More than 20 students preparing for tertiary study met at the University of New England last Friday to share their enthusiasm for science and their interest in the contribution of science to agricultural industries.
For many of the students it was a reunion with fellow recipients of a scholarship that – last January – took them on informative visits to industry sites and agricultural research laboratories, and enabled them to work with scientists on individual research projects. For others – applicants for the next round of scholarships – it was a chance to meet former scholarship recipients and get a taste of what they could experience in January 2011.
The Industry Placement Scholarship program is administered by the national Primary Industries Centre for Science Education (PICSE), which has its NSW activity centre at UNE. Targeting talented science students who are about to embark on university studies, the program aims to inform the students about the wide range of scientific careers available in local primary industries.
The participants in last Friday’s reunion event travelled to UNE from throughout the New England North West region. Caitlin Berecry, a Year 12 student at Calrossy Anglican School in Tamworth who took part in this year’s summer scholarship program, said that she would “highly recommend” it for students interested in a scientific career. “It really gave me an idea of what I want to do,” she said. “I learnt a lot, and it was good to get a scientific-career-oriented perspective on local industries.”
Caitlin’s industry placement allowed her to spend five days at the Animal Genetics and Breeding Unit on the UNE campus, investigating factors related to fertility in animal breeding. At this stage, she’s thinking of doing a Rural Science degree at UNE after taking a break from study in a gap year.

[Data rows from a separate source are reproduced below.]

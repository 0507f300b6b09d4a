//! Author model and related types

use chrono::{DateTime, Utc};
use serde::{Deserialize, Serialize};
use sqlx::FromRow;
use utoipa::ToSchema;

/// Author entity as stored in the `authors` table
#[derive(Debug, Clone, PartialEq, Serialize, Deserialize, FromRow, ToSchema)]
pub struct Author {
    pub id: i64,
    pub name: String,
    pub email: String,
    pub created_at: DateTime<Utc>,
}

/// Author with the number of books they own.
///
/// This is the wire shape of an author everywhere it is serialized: author
/// listings, top authors in statistics and the nested author of a book detail.
#[derive(Debug, Clone, PartialEq, Serialize, Deserialize, FromRow, ToSchema)]
pub struct AuthorWithBooks {
    pub id: i64,
    pub name: String,
    pub email: String,
    pub books_count: i64,
    pub created_at: DateTime<Utc>,
}

impl AuthorWithBooks {
    pub fn new(author: Author, books_count: i64) -> Self {
        Self {
            id: author.id,
            name: author.name,
            email: author.email,
            books_count,
            created_at: author.created_at,
        }
    }
}

/// Author ranked by how many of their books are currently available
#[derive(Debug, Clone, PartialEq, Serialize, Deserialize, FromRow, ToSchema)]
pub struct PopularAuthor {
    pub id: i64,
    pub name: String,
    pub email: String,
    pub available_books_count: i64,
    pub created_at: DateTime<Utc>,
}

Kellie Smith, who is in Year 12 at McCarthy Catholic College in Tamworth, did her industry placement at Tamworth’s Joe White Malting, investigating the effects of different varieties of barley on the malting process. Among other things, she said, working on the project had helped her with her HSC Biology and Agriculture studies. And the industry visits had, she added, introduced her to so much about “science in industry” that she hadn’t known before.
Susanna Greig, the UNE-based Science Education Officer for the NSW PICSE program, said that the students taking part in Friday’s event had been “challenged to solve problems using the tools of engineers and surveyors”, had “investigated UNE’s new micro-CT scanning facility”, and had “learnt about a range of postgraduate research projects undertaken at UNE”. They had also met former PICSE scholarship recipients who were now studying at UNE, she said.
“PICSE is a national organisation with six activity centres around Australia,” Ms Greig explained. “A bonus for teachers and students involved in the program is that we can offer them travelling scholarships so that they can see science working in industry – providing insights into career opportunities – beyond their own backyards. Between the 26th and 28th of July, students from across Australia who have completed PICSE Industry Placement Scholarship activities will be travelling to Canberra to tell industry leaders and politicians about the impact that their scholarship experience has had on them.”
THE PHOTOGRAPH displayed here shows Kellie Smith (left) and Caitlin Berecry at UNE on Friday.